Records drawn from a dataset
use sea_orm::entity::prelude::*;
use serde::{Deserialize, Serialize};

#[derive(Clone, Debug, PartialEq, DeriveEntityModel, Serialize, Deserialize)]
#[sea_orm(table_name = "trading_deals")]
pub struct Model {
    #[sea_orm(primary_key)]
    pub id: i32,
    pub trader_name: Option<String>,
    // Token canonique d'une Platform ("PL", "Bliss")
    pub platform: String,
    pub trade_date: Option<Date>,
    pub buy_rub: Option<Decimal>,
    pub buy_usd: Option<Decimal>,
    pub buy_rate: Option<Decimal>,
    pub buy_deal_id: Option<String>,
    pub sell_rub: Option<Decimal>,
    pub sell_usdt: Option<Decimal>,
    pub sell_rate: Option<Decimal>,
    pub sell_order_number: Option<String>,
    pub profit_usd: Option<Decimal>,
    pub trader_profit: Option<Decimal>,
    pub is_finalized: bool,
    pub created_by: Option<i32>,
    pub created_at: DateTimeWithTimeZone,
    pub updated_at: Option<DateTimeWithTimeZone>,
}

#[derive(Copy, Clone, Debug, EnumIter, DeriveRelation)]
pub enum Relation {
    #[sea_orm(
        belongs_to = "super::users::Entity",
        from = "Column::CreatedBy",
        to = "super::users::Column::Id"
    )]
    User,
}

impl Related<super::users::Entity> for Entity {
    fn to() -> RelationDef {
        Relation::User.def()
    }
}

impl ActiveModelBehavior for ActiveModel {}
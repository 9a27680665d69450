use actix_web::{HttpResponse, ResponseError, http::StatusCode};
use sea_orm::DbErr;
use thiserror::Error;

/// Erreurs exposées aux clients : chaque variante correspond à un statut HTTP
/// et un corps JSON `{"error": "..."}`.
#[derive(Debug, Error)]
pub enum ApiError {
    #[error("Database not configured")]
    DatabaseNotConfigured,

    #[error("{0}")]
    Validation(String),

    #[error("{0}")]
    NotFound(String),

    #[error("Method not allowed")]
    MethodNotAllowed,

    // Le détail part dans les logs, pas dans la réponse
    #[error("Database error")]
    Db(#[from] DbErr),
}

impl ResponseError for ApiError {
    fn status_code(&self) -> StatusCode {
        match self {
            ApiError::DatabaseNotConfigured | ApiError::Db(_) => StatusCode::INTERNAL_SERVER_ERROR,
            ApiError::Validation(_) => StatusCode::BAD_REQUEST,
            ApiError::NotFound(_) => StatusCode::NOT_FOUND,
            ApiError::MethodNotAllowed => StatusCode::METHOD_NOT_ALLOWED,
        }
    }

    fn error_response(&self) -> HttpResponse {
        if let ApiError::Db(e) = self {
            tracing::error!("database error: {e}");
        }

        HttpResponse::build(self.status_code())
            .insert_header(("Access-Control-Allow-Origin", "*"))
            .json(serde_json::json!({ "error": self.to_string() }))
    }
}
use actix_web::{HttpResponse, http::Method, web};

use crate::db::AppState;
use crate::error::ApiError;
use crate::routes::{method_not_allowed, preflight};
use crate::services::stats_service::StatsService;

/// GET /api/stats - Totaux + séries mensuelles du tableau de bord
pub async fn get_stats(state: web::Data<AppState>) -> Result<HttpResponse, ApiError> {
    let db = state.db()?;

    let stats = StatsService::dashboard(db).await?;

    Ok(HttpResponse::Ok()
        .insert_header(("Access-Control-Allow-Origin", "*"))
        .json(stats))
}

async fn options_stats() -> HttpResponse {
    preflight("GET, OPTIONS")
}

pub fn stats_routes(cfg: &mut web::ServiceConfig) {
    cfg.service(
        web::resource("/stats")
            .route(web::get().to(get_stats))
            .route(web::method(Method::OPTIONS).to(options_stats))
            .default_service(web::route().to(method_not_allowed)),
    );
}
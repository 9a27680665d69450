use sea_orm::entity::prelude::*;
use serde::{Deserialize, Serialize};

#[derive(Clone, Debug, PartialEq, DeriveEntityModel, Serialize, Deserialize)]
#[sea_orm(table_name = "deals")]
pub struct Model {
    #[sea_orm(primary_key)]
    pub id: i32,
    pub client_name: String,
    pub amount: Decimal,
    pub profit: Decimal,
    // Statut libre : "pending", "active", "closed"... aucune machine à états
    pub status: String,
    pub deal_date: Date,
    pub created_by: Option<i32>,
    pub created_at: DateTimeWithTimeZone,
    pub updated_at: Option<DateTimeWithTimeZone>,
}

#[derive(Copy, Clone, Debug, EnumIter, DeriveRelation)]
pub enum Relation {
    #[sea_orm(
        belongs_to = "super::users::Entity",
        from = "Column::CreatedBy",
        to = "super::users::Column::Id"
    )]
    User,
}

impl Related<super::users::Entity> for Entity {
    fn to() -> RelationDef {
        Relation::User.def()
    }
}

impl ActiveModelBehavior for ActiveModel {}
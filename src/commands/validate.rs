//! `validate`: load and check sources without touching a server.

use anyhow::Result;
use colored::Colorize;
use reconcile::{LoginSpec, PrincipalState};
use serde::Serialize;
use std::collections::BTreeMap;
use std::process::ExitCode;

use crate::Context;
use crate::cli::SourceArgs;
use crate::config::Settings;
use crate::sources::{self, Loaded};
use crate::ui;

#[derive(Serialize)]
struct ValidationOutput<'a> {
    sources: BTreeMap<&'a str, Vec<String>>,
    warnings: Vec<&'a str>,
    logins: Vec<&'a LoginSpec>,
}

pub fn run(ctx: &Context, settings: &Settings, args: &SourceArgs) -> Result<ExitCode> {
    let loaded = sources::load(&args.sources, settings.duplicate_policy())?;

    if ctx.json {
        println!("{}", serde_json::to_string_pretty(&output(&loaded))?);
        return Ok(ExitCode::SUCCESS);
    }
    if ctx.quiet {
        return Ok(ExitCode::SUCCESS);
    }

    ui::header("Sources");
    for source in &loaded.sources {
        ui::kv(&source.source, &format!("{} files", source.files.len()));
        for file in &source.files {
            ui::dim(&file.display().to_string());
        }
    }
    for warning in &loaded.warnings {
        ui::warn(warning);
    }

    ui::section(&format!("Logins ({})", loaded.spec.len()));
    for login in loaded.spec.logins() {
        print_login(login, ctx.verbose > 0);
    }

    println!();
    ui::success(&format!(
        "{} logins valid across {} files",
        loaded.spec.len(),
        loaded.file_count()
    ));
    Ok(ExitCode::SUCCESS)
}

fn output(loaded: &Loaded) -> ValidationOutput<'_> {
    let sources = loaded
        .sources
        .iter()
        .map(|s| {
            let files = s.files.iter().map(|f| f.display().to_string()).collect();
            (s.source.as_str(), files)
        })
        .collect();
    let mut warnings: Vec<&str> = loaded.warnings.iter().map(String::as_str).collect();
    for login in loaded.spec.logins() {
        warnings.extend(login.warnings.iter().map(String::as_str));
    }
    ValidationOutput {
        sources,
        warnings,
        logins: loaded.spec.logins().collect(),
    }
}

/// One-line summary of a login, e.g. `sql, enabled, 2 users`.
fn describe(login: &LoginSpec) -> String {
    if login.state.is_absent() {
        return "absent".to_string();
    }
    let kind = if login.is_windows() { "windows" } else { "sql" };
    let enabled = if login.enabled { "enabled" } else { "disabled" };
    format!("{kind}, {enabled}, {} users", login.users.len())
}

fn print_login(login: &LoginSpec, verbose: bool) {
    let name = if login.state.is_absent() {
        login.name.red()
    } else {
        login.name.bold()
    };
    println!("  {} {}", name, format!("({})", describe(login)).dimmed());

    if verbose {
        if let Some(password) = &login.password {
            ui::kv("    password", &password.to_string());
        }
        if let Some(sid) = login.effective_sid() {
            ui::kv("    sid", &sid);
        }
        if let Some(db) = &login.default_database {
            ui::kv("    default database", db);
        }
        if let Some(language) = &login.default_language {
            ui::kv("    default language", language);
        }
        ui::kv("    from", &login.origin);
    }

    for (user, binding) in login.bindings() {
        let roles: Vec<&str> = binding.roles.iter().collect();
        let line = match binding.state {
            PrincipalState::Absent => format!("{}.{} absent", binding.database, user.name),
            PrincipalState::Present if roles.is_empty() => {
                format!("{}.{}", binding.database, user.name)
            }
            PrincipalState::Present => {
                format!("{}.{} [{}]", binding.database, user.name, roles.join(", "))
            }
        };
        ui::dim(&format!("  {line}"));
    }
    for warning in &login.warnings {
        ui::warn(&format!("  {warning}"));
    }
}

#[cfg(test)]
mod tests {
    use super::*;
    use reconcile::DuplicatePolicy;
    use std::fs;
    use tempfile::TempDir;

    fn load(json: &str) -> (TempDir, Loaded) {
        let tmp = TempDir::new().unwrap();
        fs::write(tmp.path().join("logins.json"), json).unwrap();
        let loaded = sources::load(
            &[tmp.path().display().to_string()],
            DuplicatePolicy::LastWins,
        )
        .unwrap();
        (tmp, loaded)
    }

    #[test]
    fn test_json_output_redacts_passwords() {
        let (_tmp, loaded) = load(r#"{"alice": {"password": "hunter2", "enabled": false}}"#);
        let json = serde_json::to_string(&output(&loaded)).unwrap();
        assert!(!json.contains("hunter2"));
        assert!(json.contains("*****"));
        assert!(json.contains("logins.json"));
    }

    #[test]
    fn test_json_output_collects_login_warnings() {
        let (_tmp, loaded) = load(r#"{"CORP\\carol": {"password": "pw"}}"#);
        let out = output(&loaded);
        assert_eq!(out.logins.len(), 1);
        assert!(!out.warnings.is_empty());
    }

    #[test]
    fn test_describe() {
        let (_tmp, loaded) = load(
            r#"{
                "alice": {"password": "pw", "enabled": false, "users": {"alice": {}}},
                "CORP\\dave": {},
                "old": {"state": "absent"}
            }"#,
        );
        let spec = &loaded.spec;
        assert_eq!(describe(spec.get("alice").unwrap()), "sql, disabled, 1 users");
        assert_eq!(describe(spec.get("corp\\dave").unwrap()), "windows, enabled, 0 users");
        assert_eq!(describe(spec.get("old").unwrap()), "absent");
    }
}
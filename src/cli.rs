use clap::{Args, Parser, Subcommand};
use clap_complete::Shell;
use std::path::PathBuf;

#[derive(Parser)]
#[command(name = "loginsync")]
#[command(author = "Alberto Cavalcante")]
#[command(version)]
#[command(
    about = "Reconcile SQL Server logins, users and role memberships",
    long_about = None
)]
#[command(propagate_version = true)]
pub struct Cli {
    /// Verbosity level
    #[arg(short, long, action = clap::ArgAction::Count, global = true)]
    pub verbose: u8,

    /// Suppress non-essential output
    #[arg(short, long, global = true)]
    pub quiet: bool,

    /// Settings file (default: ~/.config/loginsync/config.toml)
    #[arg(long, global = true, value_name = "FILE")]
    pub config: Option<PathBuf>,

    #[command(flatten)]
    pub server: ServerArgs,

    /// Worker threads (0 = one per core)
    #[arg(short, long, global = true)]
    pub jobs: Option<usize>,

    /// Reject logins declared in more than one place
    #[arg(long, global = true)]
    pub strict: bool,

    /// Print the run report as JSON
    #[arg(long, global = true)]
    pub json: bool,

    #[command(subcommand)]
    pub command: Command,
}

/// Connection overrides; each wins over the settings file.
#[derive(Args, Debug, Default)]
pub struct ServerArgs {
    /// Server host name or address
    #[arg(long, global = true)]
    pub host: Option<String>,

    /// Server TCP port
    #[arg(long, global = true)]
    pub port: Option<u16>,

    /// SQL authentication user
    #[arg(long, global = true)]
    pub user: Option<String>,

    /// SQL authentication password
    #[arg(long, global = true, env = "LOGINSYNC_PASSWORD", hide_env_values = true)]
    pub password: Option<String>,
}

#[derive(Subcommand)]
pub enum Command {
    /// Plan, confirm and apply the declared principals
    Apply(ApplyArgs),

    /// Show what apply would change without changing anything
    Plan(SourceArgs),

    /// Load and validate sources without connecting
    Validate(SourceArgs),

    /// Generate shell completions
    Completions {
        /// Shell to generate completions for
        #[arg(value_enum)]
        shell: Shell,
    },
}

#[derive(Args, Debug)]
pub struct SourceArgs {
    /// JSON files, directories or glob patterns
    #[arg(required = true, value_name = "SOURCES")]
    pub sources: Vec<String>,
}

#[derive(Args, Debug)]
pub struct ApplyArgs {
    #[command(flatten)]
    pub source: SourceArgs,

    /// Skip the confirmation prompt
    #[arg(short, long)]
    pub yes: bool,

    /// Stop after showing the plan
    #[arg(long)]
    pub check: bool,
}

#[cfg(test)]
mod tests {
    use super::*;
    use clap::CommandFactory;

    #[test]
    fn test_cli_is_well_formed() {
        Cli::command().debug_assert();
    }

    #[test]
    fn test_apply_with_global_overrides() {
        let cli = Cli::try_parse_from([
            "loginsync",
            "apply",
            "logins/",
            "extra.json",
            "--host",
            "db01",
            "--port",
            "14330",
            "-j",
            "4",
            "--yes",
            "-vv",
        ])
        .unwrap();

        assert_eq!(cli.verbose, 2);
        assert_eq!(cli.server.host.as_deref(), Some("db01"));
        assert_eq!(cli.server.port, Some(14330));
        assert_eq!(cli.jobs, Some(4));
        match cli.command {
            Command::Apply(args) => {
                assert!(args.yes);
                assert!(!args.check);
                assert_eq!(args.source.sources, ["logins/", "extra.json"]);
            }
            _ => panic!("expected apply"),
        }
    }

    #[test]
    fn test_sources_are_required() {
        assert!(Cli::try_parse_from(["loginsync", "plan"]).is_err());
    }
}
impl Catalog {
    fn login_mut(&mut self, name: &str) -> Result<&mut Login> {
        self.logins
            .get_mut(&fold(name))
            .ok_or_else(|| Error::Query(format!("login {name} does not exist")))
    }

    fn database_mut(&mut self, name: &str) -> Result<&mut Database> {
        self.databases
            .get_mut(&fold(name))
            .ok_or_else(|| Error::Query(format!("database {name} does not exist")))
    }

    fn user(&self, database: &str, user: &str) -> Option<&User> {
        self.databases
            .get(&fold(database))
            .and_then(|d| d.users.get(&fold(user)))
    }

    fn sid_owned(&self, sid: &str) -> bool {
        self.logins
            .values()
            .any(|l| same_sid(l.sid.as_deref(), Some(sid)))
    }

    fn user_linked(&self, database: &str, user: &str, login: &str, planned: Option<&str>) -> bool {
        let Some(user) = self.user(database, user) else {
            return false;
        };
        match (self.logins.get(&fold(login)), planned) {
            (Some(login), _) => same_sid(user.sid.as_deref(), login.sid.as_deref()),
            (None, Some(planned)) => {
                same_sid(user.sid.as_deref(), Some(planned)) && !self.sid_owned(planned)
            }
            (None, None) => false,
        }
    }
}

/// SIDs are hex strings; compare them without regard to case.
fn same_sid(a: Option<&str>, b: Option<&str>) -> bool {
    match (a, b) {
        (Some(a), Some(b)) => a.eq_ignore_ascii_case(b),
        _ => false,
    }
}

/// A fake SQL Server for tests and dry runs.
#[derive(Debug)]
pub struct MemoryServer {
    version: String,
    catalog: Mutex<Catalog>,
}

impl MemoryServer {
    pub fn new(version: impl Into<String>) -> Self {
        Self {
            version: version.into(),
            catalog: Mutex::new(Catalog::default()),
        }
    }

    fn catalog(&self) -> MutexGuard<'_, Catalog> {
        self.catalog.lock().unwrap_or_else(PoisonError::into_inner)
    }

    // ------------------------------------------------------------------
    // Seeding
    // ------------------------------------------------------------------

    /// Add an enabled SQL login with a derived SID and no password.
    pub fn add_login(&self, name: &str) {
        self.catalog().logins.insert(
            fold(name),
            Login {
                name: name.to_string(),
                sid: Some(derive_sid(name)),
                password: None,
                enabled: true,
                default_database: SERVER_DATABASE.to_string(),
                default_language: "us_english".to_string(),
            },
        );
    }

    pub fn set_password(&self, login: &str, password: &str) {
        if let Some(login) = self.catalog().logins.get_mut(&fold(login)) {
            login.password = Some(password.to_string());
        }
    }

    pub fn set_enabled(&self, login: &str, enabled: bool) {
        if let Some(login) = self.catalog().logins.get_mut(&fold(login)) {
            login.enabled = enabled;
        }
    }

    /// Add an online, writable, primary database with the fixed roles.
    pub fn add_database(&self, name: &str) {
        self.catalog().databases.insert(fold(name), Database::new());
    }

    fn update_database(&self, name: &str, update: impl FnOnce(&mut Database)) {
        if let Some(database) = self.catalog().databases.get_mut(&fold(name)) {
            update(database);
        }
    }

    pub fn set_offline(&self, database: &str) {
        self.update_database(database, |d| d.online = false);
    }

    pub fn set_read_only(&self, database: &str) {
        self.update_database(database, |d| d.read_only = true);
    }

    pub fn set_secondary_replica(&self, database: &str) {
        self.update_database(database, |d| d.secondary = true);
    }

    pub fn set_mirrored_secondary(&self, database: &str) {
        self.update_database(database, |d| d.mirrored = true);
    }

    pub fn add_role(&self, database: &str, role: &str) {
        self.update_database(database, |d| {
            d.roles.insert(role);
        });
    }

    /// Add a user, optionally mapped to a login. A login that does not
    /// exist leaves the user orphaned with the login's derived SID.
    pub fn add_user(&self, database: &str, user: &str, login: Option<&str>) {
        let sid = login.map(|name| self.login_sid(name).unwrap_or_else(|| derive_sid(name)));
        self.update_database(database, |d| {
            d.users.insert(
                fold(user),
                User {
                    name: user.to_string(),
                    sid,
                    roles: RoleSet::new(),
                },
            );
        });
    }

    pub fn grant(&self, database: &str, user: &str, role: &str) {
        self.update_database(database, |d| {
            if let Some(user) = d.users.get_mut(&fold(user)) {
                user.roles.insert(role);
            }
        });
    }

    /// Make every probe of this kind fail.
    pub fn fail_probe(&self, kind: &str) {
        self.catalog().failing_probes.insert(kind.to_string());
    }

    /// Make every operation of this kind fail.
    pub fn fail_operation(&self, kind: &str) {
        self.catalog().failing_operations.insert(kind.to_string());
    }

    // ------------------------------------------------------------------
    // Inspection
    // ------------------------------------------------------------------

    /// Applied operations, in order.
    pub fn journal(&self) -> Vec<String> {
        self.catalog().journal.clone()
    }

    /// Number of probes answered so far.
    pub fn probe_count(&self) -> usize {
        self.catalog().probes
    }

    pub fn login_enabled(&self, login: &str) -> Option<bool> {
        self.catalog().logins.get(&fold(login)).map(|l| l.enabled)
    }

    pub fn login_sid(&self, login: &str) -> Option<String> {
        self.catalog()
            .logins
            .get(&fold(login))
            .and_then(|l| l.sid.clone())
    }

    pub fn user_exists(&self, database: &str, user: &str) -> bool {
        self.catalog().user(database, user).is_some()
    }

    /// Role memberships of a user, sorted.
    pub fn user_roles(&self, database: &str, user: &str) -> Vec<String> {
        self.catalog()
            .user(database, user)
            .map(|u| u.roles.iter().map(str::to_string).collect())
            .unwrap_or_default()
    }
}
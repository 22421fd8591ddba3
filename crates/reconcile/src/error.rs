//! Error types for principal reconciliation.
//!
//! Errors are categorized so the reconciler can decide how far a failure
//! reaches: the whole run, one login, or a single operation.

use crate::inspect::Probe;
use thiserror::Error;

/// How far a failure reaches.
#[derive(Debug, Clone, Copy, PartialEq, Eq)]
pub enum ErrorCategory {
    /// Input could not be validated; nothing may run
    Validation,
    /// Server unreachable or unsupported; nothing may run
    PreFlight,
    /// A read-only catalog check failed
    Inspection,
    /// A mutating statement failed
    Operation,
}

impl ErrorCategory {
    /// Whether this category aborts the run before any worker starts.
    pub fn is_fatal(&self) -> bool {
        matches!(self, Self::Validation | Self::PreFlight)
    }

    /// Get a user-friendly description of this error category.
    pub fn description(&self) -> &'static str {
        match self {
            Self::Validation => "Invalid specification",
            Self::PreFlight => "Pre-flight check failed",
            Self::Inspection => "Catalog check failed",
            Self::Operation => "Statement failed",
        }
    }
}

/// Errors that can occur while reconciling principals.
#[derive(Debug, Error)]
pub enum Error {
    /// Identifier rejected by the allow-list
    #[error("invalid {kind} name '{name}': {reason}")]
    InvalidIdentifier {
        /// What the identifier names (login, user, database, ...)
        kind: &'static str,
        /// The rejected value
        name: String,
        /// Why it was rejected
        reason: &'static str,
    },

    /// Explicit SID is not a 16-byte hex literal
    #[error("invalid sid '{sid}' for login '{login}': expected 0x followed by 32 hex digits")]
    InvalidSid {
        /// Login that declared the SID
        login: String,
        /// The rejected value
        sid: String,
    },

    /// The same login key appears twice and duplicates are rejected
    #[error("duplicate login '{login}' in {origin}")]
    DuplicateLogin {
        /// Login key that was repeated
        login: String,
        /// Source in which the second occurrence was found
        origin: String,
    },

    /// A source document does not match the input contract
    #[error("invalid specification in {origin}: {message}")]
    Specification {
        /// Source the document came from
        origin: String,
        /// Parser or validation message
        message: String,
    },

    /// Version string could not be parsed
    #[error("unrecognized sql server version '{0}'")]
    InvalidVersion(String),

    /// Major version outside the supported set
    #[error("sql server version {version} not supported")]
    UnsupportedVersion {
        /// Version reported by the server
        version: String,
    },

    /// Could not open a connection
    #[error("connection failed: {0}")]
    Connection(String),

    /// A statement or query failed on an open connection
    #[error("query failed: {0}")]
    Query(String),

    /// A read-only check failed
    #[error("{check} failed: {message}")]
    Inspection {
        /// The check that failed
        check: Probe,
        /// Underlying failure
        message: String,
    },

    /// A mutating operation failed
    #[error("{operation} failed: {message}")]
    Operation {
        /// Identity of the failed operation
        operation: String,
        /// Underlying failure
        message: String,
    },

    /// Worker pool could not be built
    #[error("worker pool: {0}")]
    Pool(String),
}

impl Error {
    /// Get the error category.
    pub fn category(&self) -> ErrorCategory {
        match self {
            Error::InvalidIdentifier { .. }
            | Error::InvalidSid { .. }
            | Error::DuplicateLogin { .. }
            | Error::Specification { .. } => ErrorCategory::Validation,
            Error::InvalidVersion(_)
            | Error::UnsupportedVersion { .. }
            | Error::Connection(_)
            | Error::Pool(_) => ErrorCategory::PreFlight,
            Error::Query(_) | Error::Inspection { .. } => ErrorCategory::Inspection,
            Error::Operation { .. } => ErrorCategory::Operation,
        }
    }

    /// Whether this error aborts the whole run.
    pub fn is_fatal(&self) -> bool {
        self.category().is_fatal()
    }

    /// Wrap a failure of a read-only check with the check's identity.
    pub(crate) fn inspection(check: &Probe, source: Error) -> Self {
        Error::Inspection {
            check: check.clone(),
            message: source.to_string(),
        }
    }
}

/// Result type for reconciliation.
pub type Result<T> = std::result::Result<T, Error>;
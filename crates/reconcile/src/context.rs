//! Connection and progress provider traits
//!
//! These traits keep the engine independent of a specific driver or UI.
//! The caller injects a [`ConnectionFactory`]; every probe and operation
//! opens its own [`Session`] from it and drops the session when done.

use crate::error::Result;
use crate::inspect::Probe;
use crate::operation::Operation;
use crate::report::LoginReport;
use crate::sql::ServerVersion;

/// Source of scoped server sessions
///
/// Implementations must be shareable across worker threads. Sessions
/// themselves are used by one thread at a time and never shared.
pub trait ConnectionFactory: Send + Sync {
    /// Open a session whose default database is `database`.
    fn connect(&self, database: &str) -> Result<Box<dyn Session + '_>>;

    /// Raw `SERVERPROPERTY('ProductVersion')`.
    fn server_version(&self) -> Result<String>;
}

/// One open connection, scoped to a database.
pub trait Session {
    /// Answer a yes/no probe. `None` when the catalog has no row or a NULL.
    fn flag(&mut self, probe: &Probe) -> Result<Option<bool>>;

    /// Answer a probe that lists names.
    fn names(&mut self, probe: &Probe) -> Result<Vec<String>>;

    /// Run a mutating operation inside its own transaction.
    fn apply(&mut self, operation: &Operation, version: &ServerVersion) -> Result<()>;
}

/// Progress callback for reconciliation runs
///
/// Called from worker threads, hence `Sync` and `&self`.
pub trait ProgressCallback: Sync {
    /// Called once before workers start
    fn on_run_start(&self, _logins: usize) {}

    /// Called when a login's plan has been executed
    fn on_login_complete(&self, login: &str, report: &LoginReport);
}

/// No-op progress callback
pub struct NoProgress;

impl ProgressCallback for NoProgress {
    fn on_login_complete(&self, _login: &str, _report: &LoginReport) {}
}
//! # sqlserver
//!
//! SQL Server backend for [`reconcile`].
//!
//! [`TdsFactory`] implements [`reconcile::ConnectionFactory`] over the TDS
//! protocol using `tiberius`. Every probe and operation gets its own
//! connection (no pooling) and every call is bounded by the configured
//! timeout. Mutations run inside a transaction that is committed on success
//! and rolled back on failure.
//!
//! ```ignore
//! use sqlserver::{ServerConfig, TdsFactory};
//! use reconcile::ConnectionFactory;
//!
//! let factory = TdsFactory::new(ServerConfig::new("db01"));
//! let version = factory.server_version()?;
//! ```

pub mod config;
pub mod error;
pub mod retry;
pub mod session;

pub use config::ServerConfig;
pub use error::{Error, Result};
pub use retry::{with_retry, RetryConfig};
pub use session::{TdsFactory, TdsSession};
impl<'a> Reconciler<'a> {
    pub fn new(factory: &'a dyn ConnectionFactory, options: RunOptions) -> Self {
        Self {
            factory,
            options,
            progress: &NoProgress,
        }
    }

    pub fn with_progress(mut self, progress: &'a dyn ProgressCallback) -> Self {
        self.progress = progress;
        self
    }

    pub fn options(&self) -> &RunOptions {
        &self.options
    }

    /// Parse the version and refuse unsupported servers. Runs no query.
    pub fn preflight(&self, version: &str) -> Result<ServerVersion> {
        let version = ServerVersion::parse(version)?;
        if !self.options.supported_versions.contains(&version.major()) {
            return Err(Error::UnsupportedVersion {
                version: version.to_string(),
            });
        }
        Ok(version)
    }

    /// Reconcile every login. Errors only on pre-flight failures; everything
    /// after that lands in the report.
    pub fn run(&self, spec: &Specification, version: &str) -> Result<RunReport> {
        let started = Instant::now();
        let version = self.preflight(version)?;
        let mode = self.options.mode;
        let mut report = RunReport::new(version.as_str(), mode.is_check());

        let logins: Vec<&LoginSpec> = spec.logins().collect();
        let names: Vec<&str> = logins.iter().map(|l| l.name.as_str()).collect();

        let inspector = Inspector::new(self.factory, &version);
        let existing = inspector.logins_exist(&names)?;

        let pool = WorkerPool::new(self.options.jobs)?;
        log::info!(
            "reconciling {} logins on sql server {version} with {} workers ({})",
            logins.len(),
            pool.threads(),
            if mode.is_check() { "check" } else { "apply" }
        );
        self.progress.on_run_start(logins.len());

        let results = pool.run(&logins, |login| {
            let result = self.reconcile_login(login, &version, &existing);
            self.progress.on_login_complete(&login.name, &result);
            result
        });

        for (login, result) in logins.iter().zip(results) {
            let login_report = result.unwrap_or_else(|panic| {
                log::error!("worker for login {} panicked: {panic}", login.name);
                let failed = LoginReport::failed(format!(
                    "error occurred while processing login {}: {panic}",
                    login.name
                ));
                self.progress.on_login_complete(&login.name, &failed);
                failed
            });
            report.aggregate(&login.name, login_report);
        }

        report.execution_time = started.elapsed().as_secs_f64();
        log::info!(
            "finished in {:.2}s, changed: {}",
            report.execution_time,
            report.changed
        );
        Ok(report)
    }

    /// Observe, plan and execute one login in plan order.
    fn reconcile_login(
        &self,
        spec: &LoginSpec,
        version: &ServerVersion,
        existing: &BTreeSet<String>,
    ) -> LoginReport {
        let mut report = LoginReport::new();
        for warning in &spec.warnings {
            report.warn(warning.clone());
        }

        let inspector = Inspector::new(self.factory, version);
        let exists = existing.contains(&fold(&spec.name));
        let observed = match inspector.observe(spec, exists) {
            Ok(observed) => observed,
            Err(e) => {
                report.fail(format!(
                    "error occurred while reading login {}: {e}",
                    spec.name
                ));
                return report;
            }
        };

        let plan = plan_login(spec, &observed, &self.options.auto_create_roles);
        for warning in plan.warnings {
            log::warn!("{}: {warning}", spec.name);
            report.warn(warning);
        }
        for error in plan.errors {
            report.error(error);
        }
        if plan.halted {
            report.success = false;
            return report;
        }

        let executor = Executor::new(self.factory, version);
        for operation in &plan.operations {
            match executor.execute(operation, self.options.mode) {
                Ok(true) => report.record_change(operation.describe()),
                Ok(false) => {}
                Err(e) => {
                    log::error!("{e}");
                    let message = format!("{}{e}", operation.failure_context());
                    if operation.is_login_fatal() {
                        report.fail(message);
                        break;
                    }
                    report.error(message);
                }
            }
        }

        log::info!(
            "login {}: {} changes, {} warnings, {} errors",
            spec.name,
            report.changes.len(),
            report.warnings.len(),
            report.errors.len()
        );
        report
    }
}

→ ABOUT THIS TASK:
A single number is the whole answer: the tally of lines above that contain "contains".

→ PROBLEM SOLUTION:
5